# baselayout2 /etc/conf.d/net Routing-Problem [gelöst]

## Duncan Mac Leod

Hallo zusammen!

Habe seit langem  :Smile:  mal wieder eine Frage...

Ich habe ein Gateway, welches ich durch eine Host-Route erreichen muss, doch ich verzweifle am Aufbau bzw. an den Routing-Einträgen in der /etc/conf.d/net

Wenn ich die Routes manuell setze (nach dem Booten ohne Routes  :Smile:  !), passt alles:

/sbin/route add -host 189.245.34.1 dev eth0

/sbin/route add default gw 189.245.34.1

WIE bekomme ich diese 2 Zeilen in den Eintrag routes_eth0="" ???

Ich könnte diese Zeilen auch in /etc/local.d/baselayout1.start packen  :Smile:  (da stehen sie auch im Moment drinnen und alles geht)...
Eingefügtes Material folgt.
//! Interposition layer.
//!
//! Allocation and object lifecycle events are process-wide, so they are
//! counted by a [`HookRegistry`] holding one [`HookState`] per
//! [`EventSource`]. Events reach a registry through an [`EventSink`]: the
//! global allocator shim in [`alloc`] and the [`Tracked`] handle in
//! [`lifecycle`] are generic over their sink, and a binary picks
//! [`Counting`] or [`Passthrough`] at startup.
//!
//! Counters are plain atomics updated with relaxed ordering. Only the final
//! totals matter, the order of two increments never does. The only stronger
//! ordering is the in-flight gate that lets [`HookState::uninstall`] wait for
//! increments already past the `active` check.

pub mod alloc;
pub mod lifecycle;

pub use alloc::{CountingAllocator, InterposingAllocator, PassthroughAllocator};
pub use lifecycle::Tracked;

use crate::error::{BenchResult, BenchmarkError};
use crate::metric::MetricKind;
use std::fmt;
use std::sync::atomic::{AtomicBool, AtomicU64, AtomicUsize, Ordering};

/// A class of interposed event.
#[derive(Debug, Clone, Copy, PartialEq, Eq, Hash, PartialOrd, Ord)]
pub enum EventSource {
    Allocation,
    Deallocation,
    ObjectAlloc,
    Retain,
    Release,
}

impl EventSource {
    pub const COUNT: usize = 5;

    pub const ALL: [EventSource; EventSource::COUNT] = [
        EventSource::Allocation,
        EventSource::Deallocation,
        EventSource::ObjectAlloc,
        EventSource::Retain,
        EventSource::Release,
    ];

    #[inline(always)]
    const fn index(self) -> usize {
        self as usize
    }
}

impl fmt::Display for EventSource {
    fn fmt(&self, f: &mut fmt::Formatter<'_>) -> fmt::Result {
        let name = match self {
            EventSource::Allocation => "allocation",
            EventSource::Deallocation => "deallocation",
            EventSource::ObjectAlloc => "object allocation",
            EventSource::Retain => "retain",
            EventSource::Release => "release",
        };
        f.write_str(name)
    }
}

/// Counters and activation flag for one event source.
#[derive(Debug)]
pub struct HookState {
    active: AtomicBool,
    in_flight: AtomicUsize,
    events: AtomicU64,
    amount: AtomicU64,
}

impl HookState {
    pub const fn new() -> Self {
        Self {
            active: AtomicBool::new(false),
            in_flight: AtomicUsize::new(0),
            events: AtomicU64::new(0),
            amount: AtomicU64::new(0),
        }
    }

    /// Count one event carrying `amount` (bytes for allocations, 0 otherwise).
    ///
    /// Never allocates, never blocks, never logs.
    #[inline]
    pub fn record(&self, amount: u64) {
        if !self.active.load(Ordering::Relaxed) {
            return;
        }
        self.in_flight.fetch_add(1, Ordering::SeqCst);
        if self.active.load(Ordering::SeqCst) {
            self.events.fetch_add(1, Ordering::Relaxed);
            self.amount.fetch_add(amount, Ordering::Relaxed);
        }
        self.in_flight.fetch_sub(1, Ordering::Release);
    }

    /// Activate the hook with zeroed counters.
    ///
    /// Returns `false` when the hook was already active; counters are left
    /// untouched in that case.
    pub fn install(&self) -> bool {
        if self
            .active
            .compare_exchange(false, true, Ordering::SeqCst, Ordering::SeqCst)
            .is_err()
        {
            return false;
        }
        self.reset();
        true
    }

    /// Deactivate the hook and wait until no increment is in flight.
    ///
    /// No-op when the hook is not active.
    pub fn uninstall(&self) {
        if !self.active.swap(false, Ordering::SeqCst) {
            return;
        }
        while self.in_flight.load(Ordering::SeqCst) != 0 {
            std::hint::spin_loop();
        }
    }

    pub fn reset(&self) {
        self.events.store(0, Ordering::Relaxed);
        self.amount.store(0, Ordering::Relaxed);
    }

    pub fn is_active(&self) -> bool {
        self.active.load(Ordering::Acquire)
    }

    /// Number of events counted since the last install or reset.
    pub fn events(&self) -> u64 {
        self.events.load(Ordering::Relaxed)
    }

    /// Sum of event amounts since the last install or reset.
    pub fn amount(&self) -> u64 {
        self.amount.load(Ordering::Relaxed)
    }
}

impl Default for HookState {
    fn default() -> Self {
        Self::new()
    }
}

/// One [`HookState`] per [`EventSource`].
#[derive(Debug)]
pub struct HookRegistry {
    states: [HookState; EventSource::COUNT],
}

static GLOBAL_REGISTRY: HookRegistry = HookRegistry::new();

impl HookRegistry {
    pub const fn new() -> Self {
        Self {
            states: [const { HookState::new() }; EventSource::COUNT],
        }
    }

    /// The registry fed by [`Counting`] and therefore by [`CountingAllocator`].
    pub fn global() -> &'static HookRegistry {
        &GLOBAL_REGISTRY
    }

    #[inline(always)]
    pub fn state(&self, source: EventSource) -> &HookState {
        &self.states[source.index()]
    }

    #[inline(always)]
    pub fn record(&self, source: EventSource, amount: u64) {
        self.state(source).record(amount);
    }

    pub fn install(&self, source: EventSource) -> BenchResult<()> {
        if self.state(source).install() {
            Ok(())
        } else {
            Err(BenchmarkError::AlreadyInstalled(source))
        }
    }

    pub fn uninstall(&self, source: EventSource) {
        self.state(source).uninstall();
    }

    pub fn reset(&self, source: EventSource) {
        self.state(source).reset();
    }

    pub fn read(&self, source: EventSource) -> u64 {
        self.state(source).events()
    }

    pub fn read_amount(&self, source: EventSource) -> u64 {
        self.state(source).amount()
    }

    pub fn is_installed(&self, source: EventSource) -> bool {
        self.state(source).is_active()
    }

    /// Install every source `metric` is computed from.
    ///
    /// All or nothing: if one source is already active, the sources installed
    /// by this call are rolled back before the error is returned.
    pub fn install_metric(&self, metric: MetricKind) -> BenchResult<()> {
        let sources = metric.event_sources();
        for (i, source) in sources.iter().enumerate() {
            if let Err(err) = self.install(*source) {
                for installed in &sources[..i] {
                    self.uninstall(*installed);
                }
                return Err(err);
            }
        }
        Ok(())
    }

    pub fn uninstall_metric(&self, metric: MetricKind) {
        for source in metric.event_sources() {
            self.uninstall(*source);
        }
    }

    pub fn reset_metric(&self, metric: MetricKind) {
        for source in metric.event_sources() {
            self.reset(*source);
        }
    }

    /// Current value of a hook backed metric; 0 for clock and OS metrics.
    pub fn read_metric(&self, metric: MetricKind) -> u64 {
        HookReadings::capture(self).value(metric).unwrap_or(0)
    }
}

impl Default for HookRegistry {
    fn default() -> Self {
        Self::new()
    }
}

/// Point-in-time copy of every counter of a registry.
///
/// Fixed-size so that taking it inside a measurement window does not allocate.
#[derive(Debug, Clone, Copy, Default, PartialEq, Eq)]
pub struct HookReadings {
    events: [u64; EventSource::COUNT],
    amount: [u64; EventSource::COUNT],
}

impl HookReadings {
    pub fn capture(registry: &HookRegistry) -> Self {
        let mut readings = Self::default();
        for source in EventSource::ALL {
            readings.events[source.index()] = registry.read(source);
            readings.amount[source.index()] = registry.read_amount(source);
        }
        readings
    }

    pub fn events(&self, source: EventSource) -> u64 {
        self.events[source.index()]
    }

    pub fn amount(&self, source: EventSource) -> u64 {
        self.amount[source.index()]
    }

    /// Counter growth since `start`.
    pub fn since(&self, start: &HookReadings) -> HookReadings {
        let mut delta = HookReadings::default();
        for i in 0..EventSource::COUNT {
            delta.events[i] = self.events[i].saturating_sub(start.events[i]);
            delta.amount[i] = self.amount[i].saturating_sub(start.amount[i]);
        }
        delta
    }

    /// Value of a hook backed metric, `None` for clock and OS metrics.
    pub fn value(&self, metric: MetricKind) -> Option<u64> {
        use EventSource::*;
        let value = match metric {
            MetricKind::MallocCountTotal => self.events(Allocation),
            MetricKind::AllocatedBytes => self.amount(Allocation),
            MetricKind::FreeCountTotal => self.events(Deallocation),
            MetricKind::MemoryLeaked => self
                .events(Allocation)
                .saturating_sub(self.events(Deallocation)),
            MetricKind::ObjectAllocCount => self.events(ObjectAlloc),
            MetricKind::RetainCount => self.events(Retain),
            MetricKind::ReleaseCount => self.events(Release),
            MetricKind::RetainReleaseDelta => {
                let acquired = self.events(ObjectAlloc) + self.events(Retain);
                acquired.abs_diff(self.events(Release))
            }
            _ => return None,
        };
        Some(value)
    }
}

/// Install the sources of `metric` on the global registry.
pub fn install(metric: MetricKind) -> BenchResult<()> {
    HookRegistry::global().install_metric(metric)
}

/// Uninstall the sources of `metric` on the global registry. Never fails.
pub fn uninstall(metric: MetricKind) {
    HookRegistry::global().uninstall_metric(metric);
}

pub fn reset(metric: MetricKind) {
    HookRegistry::global().reset_metric(metric);
}

pub fn read(metric: MetricKind) -> u64 {
    HookRegistry::global().read_metric(metric)
}

/// Destination of interposed events.
pub trait EventSink {
    fn record(&self, source: EventSource, amount: u64);
}

/// Drops every event. Lets a binary keep the shim types with zero cost.
#[derive(Debug, Clone, Copy, Default)]
pub struct Passthrough;

impl EventSink for Passthrough {
    #[inline(always)]
    fn record(&self, _source: EventSource, _amount: u64) {}
}

/// Forwards every event to [`HookRegistry::global`].
#[derive(Debug, Clone, Copy, Default)]
pub struct Counting;

impl EventSink for Counting {
    #[inline(always)]
    fn record(&self, source: EventSource, amount: u64) {
        GLOBAL_REGISTRY.record(source, amount);
    }
}

impl EventSink for HookRegistry {
    #[inline(always)]
    fn record(&self, source: EventSource, amount: u64) {
        HookRegistry::record(self, source, amount);
    }
}

impl<S: EventSink + ?Sized> EventSink for &S {
    #[inline(always)]
    fn record(&self, source: EventSource, amount: u64) {
        (**self).record(source, amount);
    }
}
...ABER: es muss doch möglich sein, dies über /etc/conf.d/net zu machen - oder ??

Danke im voraus,

DuncanLast edited by Duncan Mac Leod on Tue Nov 27, 2012 4:48 pm; edited 1 time in total

----------

## Christian99

Hi, nachzulesen in /usr/share/doc/openrc-<version>/net.example:

routes_eth0=( "default via 192.168.1.100" "10.0.0.0/8 via 192.168.1.2" )

da steht zwar nix von host routen (ich weiß eigentlich auch net was das ist  :Smile:  )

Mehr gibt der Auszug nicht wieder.